◆ WHAT YOU HAVE TO DO ◆
Going from the top of the data below, give again each line through the one containing "use serde::Serialize;", both ends kept.

◆ TASK INPUT ◆
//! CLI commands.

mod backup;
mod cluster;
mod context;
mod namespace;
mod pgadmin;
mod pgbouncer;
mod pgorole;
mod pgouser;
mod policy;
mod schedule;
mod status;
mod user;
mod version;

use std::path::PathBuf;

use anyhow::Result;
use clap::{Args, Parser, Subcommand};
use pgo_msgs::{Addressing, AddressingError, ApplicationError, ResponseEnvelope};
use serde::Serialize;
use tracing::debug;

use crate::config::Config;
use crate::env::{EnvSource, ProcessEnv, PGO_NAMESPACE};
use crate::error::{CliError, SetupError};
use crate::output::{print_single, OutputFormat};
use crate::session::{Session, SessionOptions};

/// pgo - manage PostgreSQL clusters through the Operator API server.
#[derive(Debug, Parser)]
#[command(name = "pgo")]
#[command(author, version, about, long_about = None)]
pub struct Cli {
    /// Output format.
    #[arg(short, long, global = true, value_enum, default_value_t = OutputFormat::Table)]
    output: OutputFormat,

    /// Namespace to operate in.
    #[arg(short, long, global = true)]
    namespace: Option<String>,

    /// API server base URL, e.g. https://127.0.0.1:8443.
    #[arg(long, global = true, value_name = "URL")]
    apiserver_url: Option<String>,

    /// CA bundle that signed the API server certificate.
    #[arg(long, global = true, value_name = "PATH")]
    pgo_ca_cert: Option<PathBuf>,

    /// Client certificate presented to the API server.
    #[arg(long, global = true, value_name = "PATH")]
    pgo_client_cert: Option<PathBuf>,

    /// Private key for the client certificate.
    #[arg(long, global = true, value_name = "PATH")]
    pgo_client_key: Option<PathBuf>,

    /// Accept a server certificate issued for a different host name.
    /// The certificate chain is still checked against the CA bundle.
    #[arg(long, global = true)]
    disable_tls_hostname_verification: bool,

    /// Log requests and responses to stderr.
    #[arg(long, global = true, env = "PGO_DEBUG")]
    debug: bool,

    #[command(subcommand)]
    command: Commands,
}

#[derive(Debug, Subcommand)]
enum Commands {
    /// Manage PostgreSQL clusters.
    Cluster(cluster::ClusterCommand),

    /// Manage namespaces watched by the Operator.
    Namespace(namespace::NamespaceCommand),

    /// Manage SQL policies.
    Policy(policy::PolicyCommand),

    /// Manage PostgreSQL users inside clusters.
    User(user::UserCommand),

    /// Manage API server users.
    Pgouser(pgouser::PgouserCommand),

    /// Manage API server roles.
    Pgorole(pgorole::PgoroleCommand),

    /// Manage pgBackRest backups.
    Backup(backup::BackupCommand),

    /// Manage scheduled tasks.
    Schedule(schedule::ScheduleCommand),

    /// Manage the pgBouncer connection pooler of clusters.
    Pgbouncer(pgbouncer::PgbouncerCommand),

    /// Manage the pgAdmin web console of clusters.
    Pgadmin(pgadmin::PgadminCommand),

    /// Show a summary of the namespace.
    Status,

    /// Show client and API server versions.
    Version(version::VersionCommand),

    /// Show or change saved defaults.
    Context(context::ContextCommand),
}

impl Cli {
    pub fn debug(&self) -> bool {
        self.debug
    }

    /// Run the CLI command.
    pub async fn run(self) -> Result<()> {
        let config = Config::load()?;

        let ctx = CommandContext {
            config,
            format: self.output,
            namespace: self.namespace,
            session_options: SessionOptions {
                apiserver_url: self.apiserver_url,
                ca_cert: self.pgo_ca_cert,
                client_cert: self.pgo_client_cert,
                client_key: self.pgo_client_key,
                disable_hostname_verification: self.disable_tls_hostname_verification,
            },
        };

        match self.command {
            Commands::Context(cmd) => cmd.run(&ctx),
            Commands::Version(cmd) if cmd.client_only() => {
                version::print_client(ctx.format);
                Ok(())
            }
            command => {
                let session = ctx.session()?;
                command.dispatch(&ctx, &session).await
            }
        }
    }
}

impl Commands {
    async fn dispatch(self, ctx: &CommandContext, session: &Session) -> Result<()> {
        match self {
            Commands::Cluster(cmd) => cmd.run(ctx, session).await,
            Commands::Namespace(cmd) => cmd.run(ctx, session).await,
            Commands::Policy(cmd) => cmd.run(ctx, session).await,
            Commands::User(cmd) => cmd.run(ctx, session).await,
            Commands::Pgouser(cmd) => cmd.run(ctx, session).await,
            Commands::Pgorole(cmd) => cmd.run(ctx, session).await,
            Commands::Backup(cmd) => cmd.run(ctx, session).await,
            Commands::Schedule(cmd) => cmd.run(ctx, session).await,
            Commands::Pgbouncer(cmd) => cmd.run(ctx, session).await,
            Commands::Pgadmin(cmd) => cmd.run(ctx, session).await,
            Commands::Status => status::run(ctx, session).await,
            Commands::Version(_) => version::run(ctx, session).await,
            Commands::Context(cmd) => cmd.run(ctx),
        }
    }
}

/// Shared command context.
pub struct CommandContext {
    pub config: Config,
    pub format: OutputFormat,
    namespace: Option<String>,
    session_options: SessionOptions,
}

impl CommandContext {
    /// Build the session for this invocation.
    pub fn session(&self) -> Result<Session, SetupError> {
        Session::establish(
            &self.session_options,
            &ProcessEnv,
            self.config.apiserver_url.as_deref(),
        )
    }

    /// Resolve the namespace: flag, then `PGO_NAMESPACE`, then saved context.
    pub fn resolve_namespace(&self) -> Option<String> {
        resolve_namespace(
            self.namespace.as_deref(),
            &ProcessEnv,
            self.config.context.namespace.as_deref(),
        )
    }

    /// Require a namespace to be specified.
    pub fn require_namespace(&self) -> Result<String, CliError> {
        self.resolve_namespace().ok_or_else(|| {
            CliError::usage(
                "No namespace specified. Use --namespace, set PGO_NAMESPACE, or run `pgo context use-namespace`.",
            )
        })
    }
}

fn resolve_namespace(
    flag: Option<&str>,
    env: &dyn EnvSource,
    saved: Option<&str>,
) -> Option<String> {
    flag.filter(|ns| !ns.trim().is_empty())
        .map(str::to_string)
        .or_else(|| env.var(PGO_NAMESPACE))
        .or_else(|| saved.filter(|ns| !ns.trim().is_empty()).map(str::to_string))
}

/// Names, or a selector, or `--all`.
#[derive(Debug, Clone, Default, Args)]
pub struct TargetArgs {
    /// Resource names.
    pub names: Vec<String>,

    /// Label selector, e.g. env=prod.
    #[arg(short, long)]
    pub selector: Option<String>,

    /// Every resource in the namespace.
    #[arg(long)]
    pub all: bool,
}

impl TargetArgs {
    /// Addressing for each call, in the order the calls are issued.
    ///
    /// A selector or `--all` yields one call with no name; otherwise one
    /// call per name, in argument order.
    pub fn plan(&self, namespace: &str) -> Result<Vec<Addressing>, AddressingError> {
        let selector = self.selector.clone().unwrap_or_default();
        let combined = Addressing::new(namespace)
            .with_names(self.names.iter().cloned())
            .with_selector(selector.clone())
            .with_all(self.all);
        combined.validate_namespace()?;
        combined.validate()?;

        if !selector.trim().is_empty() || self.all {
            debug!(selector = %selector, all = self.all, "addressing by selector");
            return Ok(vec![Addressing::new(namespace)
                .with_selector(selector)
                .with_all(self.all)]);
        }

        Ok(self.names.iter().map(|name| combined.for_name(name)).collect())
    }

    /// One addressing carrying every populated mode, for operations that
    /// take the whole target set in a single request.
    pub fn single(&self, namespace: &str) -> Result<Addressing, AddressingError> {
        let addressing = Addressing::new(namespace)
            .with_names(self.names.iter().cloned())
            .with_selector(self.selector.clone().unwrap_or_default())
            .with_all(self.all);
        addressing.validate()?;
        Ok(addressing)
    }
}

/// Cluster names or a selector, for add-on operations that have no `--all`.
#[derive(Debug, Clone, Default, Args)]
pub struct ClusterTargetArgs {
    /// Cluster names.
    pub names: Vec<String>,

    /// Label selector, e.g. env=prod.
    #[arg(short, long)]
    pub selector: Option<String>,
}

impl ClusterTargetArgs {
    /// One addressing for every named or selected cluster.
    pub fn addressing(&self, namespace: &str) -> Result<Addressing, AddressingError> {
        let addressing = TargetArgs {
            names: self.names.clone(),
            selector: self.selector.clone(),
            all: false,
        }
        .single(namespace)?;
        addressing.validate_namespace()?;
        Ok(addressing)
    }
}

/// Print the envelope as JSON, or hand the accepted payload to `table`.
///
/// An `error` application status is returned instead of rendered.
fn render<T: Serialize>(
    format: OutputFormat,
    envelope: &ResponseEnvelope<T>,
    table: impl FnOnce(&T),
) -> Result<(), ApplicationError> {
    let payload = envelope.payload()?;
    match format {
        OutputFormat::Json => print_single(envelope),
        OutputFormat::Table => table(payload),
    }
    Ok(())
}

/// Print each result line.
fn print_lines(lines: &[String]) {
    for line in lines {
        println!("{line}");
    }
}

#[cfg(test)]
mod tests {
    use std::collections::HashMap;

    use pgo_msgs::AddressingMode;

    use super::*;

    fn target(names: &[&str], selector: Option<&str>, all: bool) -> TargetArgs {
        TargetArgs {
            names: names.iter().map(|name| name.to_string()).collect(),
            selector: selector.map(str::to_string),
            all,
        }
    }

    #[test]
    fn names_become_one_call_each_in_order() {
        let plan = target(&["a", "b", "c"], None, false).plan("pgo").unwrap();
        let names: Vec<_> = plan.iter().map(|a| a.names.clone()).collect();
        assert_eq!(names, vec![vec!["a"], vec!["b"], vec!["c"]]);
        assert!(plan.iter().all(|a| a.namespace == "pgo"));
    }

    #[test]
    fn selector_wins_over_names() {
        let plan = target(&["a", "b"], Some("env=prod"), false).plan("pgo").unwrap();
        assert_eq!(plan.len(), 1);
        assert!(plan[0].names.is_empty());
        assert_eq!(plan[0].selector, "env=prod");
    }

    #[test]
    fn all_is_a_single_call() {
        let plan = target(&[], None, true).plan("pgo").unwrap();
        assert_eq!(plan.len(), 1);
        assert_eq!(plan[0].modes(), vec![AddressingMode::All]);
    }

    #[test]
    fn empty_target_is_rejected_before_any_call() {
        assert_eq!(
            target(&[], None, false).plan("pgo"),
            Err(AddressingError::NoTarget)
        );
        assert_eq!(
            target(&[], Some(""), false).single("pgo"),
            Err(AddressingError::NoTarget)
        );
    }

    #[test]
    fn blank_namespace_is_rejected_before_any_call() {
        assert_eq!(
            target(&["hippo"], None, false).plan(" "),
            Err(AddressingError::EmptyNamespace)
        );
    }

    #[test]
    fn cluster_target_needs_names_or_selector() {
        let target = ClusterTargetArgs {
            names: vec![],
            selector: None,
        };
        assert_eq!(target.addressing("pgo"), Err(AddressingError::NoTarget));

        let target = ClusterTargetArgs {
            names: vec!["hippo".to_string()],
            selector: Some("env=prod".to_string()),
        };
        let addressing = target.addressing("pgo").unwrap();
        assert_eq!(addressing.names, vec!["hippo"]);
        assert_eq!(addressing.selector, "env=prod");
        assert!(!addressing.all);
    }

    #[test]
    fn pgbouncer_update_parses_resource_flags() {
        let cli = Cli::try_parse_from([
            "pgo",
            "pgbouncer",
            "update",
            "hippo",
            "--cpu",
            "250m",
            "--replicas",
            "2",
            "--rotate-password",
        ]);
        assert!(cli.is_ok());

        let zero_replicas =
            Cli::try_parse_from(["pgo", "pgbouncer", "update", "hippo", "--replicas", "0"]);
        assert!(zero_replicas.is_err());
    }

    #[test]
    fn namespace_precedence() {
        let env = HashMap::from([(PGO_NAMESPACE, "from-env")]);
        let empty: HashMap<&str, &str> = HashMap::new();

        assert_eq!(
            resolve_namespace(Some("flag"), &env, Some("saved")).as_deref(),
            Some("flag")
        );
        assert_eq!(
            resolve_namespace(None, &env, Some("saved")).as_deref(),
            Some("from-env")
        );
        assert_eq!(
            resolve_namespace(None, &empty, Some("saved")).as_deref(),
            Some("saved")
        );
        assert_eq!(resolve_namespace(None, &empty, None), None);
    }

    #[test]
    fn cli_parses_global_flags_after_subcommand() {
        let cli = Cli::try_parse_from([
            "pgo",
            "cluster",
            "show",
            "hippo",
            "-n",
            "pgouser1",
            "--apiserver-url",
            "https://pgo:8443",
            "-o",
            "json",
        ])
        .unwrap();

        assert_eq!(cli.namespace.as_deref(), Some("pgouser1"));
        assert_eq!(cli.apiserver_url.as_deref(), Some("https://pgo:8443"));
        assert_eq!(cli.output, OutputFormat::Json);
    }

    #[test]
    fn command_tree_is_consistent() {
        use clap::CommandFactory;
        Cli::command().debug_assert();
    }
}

◆ ANSWER TO THIS EXERCISE ◆
//! CLI commands.

mod backup;
mod cluster;
mod context;
mod namespace;
mod pgadmin;
mod pgbouncer;
mod pgorole;
mod pgouser;
mod policy;
mod schedule;
mod status;
mod user;
mod version;

use std::path::PathBuf;

use anyhow::Result;
use clap::{Args, Parser, Subcommand};
use pgo_msgs::{Addressing, AddressingError, ApplicationError, ResponseEnvelope};
use serde::Serialize;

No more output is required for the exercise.